> EXERCISE MATERIALS:
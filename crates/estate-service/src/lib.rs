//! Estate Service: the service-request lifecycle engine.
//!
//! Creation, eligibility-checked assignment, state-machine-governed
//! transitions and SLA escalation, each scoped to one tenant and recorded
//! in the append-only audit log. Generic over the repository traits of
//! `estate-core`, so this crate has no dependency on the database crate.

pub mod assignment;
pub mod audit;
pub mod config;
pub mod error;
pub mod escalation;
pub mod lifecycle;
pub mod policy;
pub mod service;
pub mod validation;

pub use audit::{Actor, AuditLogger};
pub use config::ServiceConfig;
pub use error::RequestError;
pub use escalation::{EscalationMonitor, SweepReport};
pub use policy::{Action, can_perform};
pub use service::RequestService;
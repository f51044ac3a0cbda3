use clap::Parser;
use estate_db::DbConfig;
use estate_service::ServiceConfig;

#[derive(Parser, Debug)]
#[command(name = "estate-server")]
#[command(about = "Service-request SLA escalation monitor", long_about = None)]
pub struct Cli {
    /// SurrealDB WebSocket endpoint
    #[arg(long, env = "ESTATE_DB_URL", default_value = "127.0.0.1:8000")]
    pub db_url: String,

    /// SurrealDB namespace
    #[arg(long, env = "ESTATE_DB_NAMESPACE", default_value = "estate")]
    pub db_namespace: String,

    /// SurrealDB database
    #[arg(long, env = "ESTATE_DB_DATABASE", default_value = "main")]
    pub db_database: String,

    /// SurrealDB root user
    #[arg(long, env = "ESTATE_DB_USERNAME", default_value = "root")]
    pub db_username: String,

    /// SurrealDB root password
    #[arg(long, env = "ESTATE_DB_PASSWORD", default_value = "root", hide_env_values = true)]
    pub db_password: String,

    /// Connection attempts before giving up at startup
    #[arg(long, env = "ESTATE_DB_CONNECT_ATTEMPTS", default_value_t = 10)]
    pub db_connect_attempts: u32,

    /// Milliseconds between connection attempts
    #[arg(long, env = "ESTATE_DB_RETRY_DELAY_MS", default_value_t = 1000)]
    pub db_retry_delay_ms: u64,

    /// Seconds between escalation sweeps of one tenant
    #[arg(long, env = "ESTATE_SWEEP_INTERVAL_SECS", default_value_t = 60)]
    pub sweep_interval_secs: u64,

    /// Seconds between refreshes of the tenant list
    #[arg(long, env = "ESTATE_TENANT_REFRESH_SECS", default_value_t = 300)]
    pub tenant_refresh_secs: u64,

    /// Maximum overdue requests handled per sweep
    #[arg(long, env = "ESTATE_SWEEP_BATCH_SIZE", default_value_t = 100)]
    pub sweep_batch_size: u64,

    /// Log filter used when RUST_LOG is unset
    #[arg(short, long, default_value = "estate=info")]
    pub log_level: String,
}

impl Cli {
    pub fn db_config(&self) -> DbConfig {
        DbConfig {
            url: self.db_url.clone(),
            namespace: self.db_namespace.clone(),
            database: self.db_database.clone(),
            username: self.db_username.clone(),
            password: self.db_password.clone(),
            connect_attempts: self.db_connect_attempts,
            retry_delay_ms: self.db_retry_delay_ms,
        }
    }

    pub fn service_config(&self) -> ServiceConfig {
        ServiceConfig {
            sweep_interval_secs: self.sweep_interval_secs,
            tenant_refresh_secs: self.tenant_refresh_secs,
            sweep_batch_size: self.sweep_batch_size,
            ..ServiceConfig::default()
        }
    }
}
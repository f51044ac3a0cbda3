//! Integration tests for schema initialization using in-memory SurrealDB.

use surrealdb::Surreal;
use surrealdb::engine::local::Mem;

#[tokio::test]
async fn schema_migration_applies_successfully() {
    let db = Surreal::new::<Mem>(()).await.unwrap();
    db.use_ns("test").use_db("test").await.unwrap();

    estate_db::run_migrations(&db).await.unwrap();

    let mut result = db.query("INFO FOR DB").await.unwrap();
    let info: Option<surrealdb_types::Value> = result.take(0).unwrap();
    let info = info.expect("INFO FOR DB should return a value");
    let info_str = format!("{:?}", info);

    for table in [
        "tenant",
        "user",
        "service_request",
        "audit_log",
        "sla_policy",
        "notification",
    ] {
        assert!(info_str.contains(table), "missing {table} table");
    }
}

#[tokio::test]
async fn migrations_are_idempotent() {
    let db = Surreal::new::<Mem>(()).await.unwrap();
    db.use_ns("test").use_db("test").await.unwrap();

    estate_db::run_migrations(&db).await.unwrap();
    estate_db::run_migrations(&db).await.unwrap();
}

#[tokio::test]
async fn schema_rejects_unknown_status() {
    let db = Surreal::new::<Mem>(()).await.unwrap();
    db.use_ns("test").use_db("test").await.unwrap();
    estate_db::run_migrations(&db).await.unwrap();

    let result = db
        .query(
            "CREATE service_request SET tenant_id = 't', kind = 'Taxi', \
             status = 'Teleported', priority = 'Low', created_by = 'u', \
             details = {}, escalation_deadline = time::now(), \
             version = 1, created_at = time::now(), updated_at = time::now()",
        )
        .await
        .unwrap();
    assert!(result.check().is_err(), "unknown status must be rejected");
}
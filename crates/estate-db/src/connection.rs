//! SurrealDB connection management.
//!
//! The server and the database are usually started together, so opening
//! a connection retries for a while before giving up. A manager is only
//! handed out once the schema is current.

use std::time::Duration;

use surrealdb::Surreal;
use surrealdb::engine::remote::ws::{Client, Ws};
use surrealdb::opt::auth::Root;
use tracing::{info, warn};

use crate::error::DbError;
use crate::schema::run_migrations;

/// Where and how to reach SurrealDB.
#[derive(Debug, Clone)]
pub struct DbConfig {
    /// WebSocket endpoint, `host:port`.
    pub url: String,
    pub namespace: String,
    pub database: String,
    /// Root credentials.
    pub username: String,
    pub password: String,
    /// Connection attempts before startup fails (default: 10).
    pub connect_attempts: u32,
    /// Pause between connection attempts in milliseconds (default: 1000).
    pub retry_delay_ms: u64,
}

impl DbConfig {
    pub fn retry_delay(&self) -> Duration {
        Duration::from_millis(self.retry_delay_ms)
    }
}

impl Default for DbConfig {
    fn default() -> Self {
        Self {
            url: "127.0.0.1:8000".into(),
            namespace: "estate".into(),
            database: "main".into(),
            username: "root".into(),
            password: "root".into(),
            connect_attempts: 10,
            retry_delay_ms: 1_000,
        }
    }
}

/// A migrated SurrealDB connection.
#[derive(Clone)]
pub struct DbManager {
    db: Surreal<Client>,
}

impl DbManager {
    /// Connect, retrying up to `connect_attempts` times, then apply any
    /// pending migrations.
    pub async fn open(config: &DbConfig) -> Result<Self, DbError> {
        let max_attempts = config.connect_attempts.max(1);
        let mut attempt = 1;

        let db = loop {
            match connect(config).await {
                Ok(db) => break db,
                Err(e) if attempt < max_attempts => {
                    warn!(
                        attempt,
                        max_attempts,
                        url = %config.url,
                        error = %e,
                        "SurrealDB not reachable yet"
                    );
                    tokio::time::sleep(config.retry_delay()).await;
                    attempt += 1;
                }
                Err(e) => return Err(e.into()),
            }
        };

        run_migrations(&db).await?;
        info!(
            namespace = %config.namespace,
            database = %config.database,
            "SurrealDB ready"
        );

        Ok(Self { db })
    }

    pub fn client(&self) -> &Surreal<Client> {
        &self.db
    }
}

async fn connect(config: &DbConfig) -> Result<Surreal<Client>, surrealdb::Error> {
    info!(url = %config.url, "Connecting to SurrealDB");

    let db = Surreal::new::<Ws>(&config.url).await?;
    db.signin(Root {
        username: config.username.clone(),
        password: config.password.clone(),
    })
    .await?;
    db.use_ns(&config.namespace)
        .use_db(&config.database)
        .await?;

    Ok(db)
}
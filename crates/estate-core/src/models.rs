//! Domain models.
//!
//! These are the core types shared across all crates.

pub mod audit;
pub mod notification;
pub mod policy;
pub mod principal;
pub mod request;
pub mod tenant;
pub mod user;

> TRY IT: The lines in the entries above that carry the word "notification" must be copied.

> SOLUTION:
        "notification",
pub mod notification;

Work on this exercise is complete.